#### WORKING DATA:
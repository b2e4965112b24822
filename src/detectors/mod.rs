//! PII detection module
//!
//! Provides the trait-based detection interface and its implementations:
//! pattern-based detectors built on [`RegexDetector`] and the model-backed
//! [`NerDetector`]. Detection sources are composed via the [`Detector`] trait,
//! not via inheritance chains.

pub mod builtin;
pub mod ner;
pub mod regex;
pub mod registry;

use crate::domain::{Locale, PiiEntity, PiiKind, Result};
use std::collections::HashSet;

pub use builtin::{
    credit_card_detector, email_detector, ip_address_detector, phone_detector, ssn_detector,
};
pub use ner::{ModelSource, NerDetector, RawToken};
pub use registry::PatternRegistry;

pub use self::regex::RegexDetector;

/// Trait for PII detection sources
///
/// A detector reports spans with offsets into the original input. Detection
/// never fails for unmatched or empty input; an `Err` signals a detector-level
/// fault (for example a failing model collaborator) which the engine isolates
/// to this one detector.
pub trait Detector: Send + Sync {
    /// Detect PII entities in the provided text
    fn detect(&self, text: &str) -> Result<Vec<PiiEntity>>;

    /// The kind of PII this detector reports
    fn kind(&self) -> PiiKind;

    /// The locale this detector is configured for
    fn locale(&self) -> Locale;

    /// The set of locales this detector declares support for
    fn supported_locales(&self) -> &HashSet<Locale>;

    /// Whether this detector is applicable to the given locale
    ///
    /// A detector applies when its supported set contains the locale, or when
    /// it declares support for [`Locale::Generic`].
    fn supports_locale(&self, locale: Locale) -> bool {
        self.supported_locales().contains(&locale)
            || self.supported_locales().contains(&Locale::Generic)
    }
}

#### EXERCISE BRIEF:
Which lines above include the word "reports"? Return each one.

#### ANSWER AREA:
/// A detector reports spans with offsets into the original input. Detection
    /// The kind of PII this detector reports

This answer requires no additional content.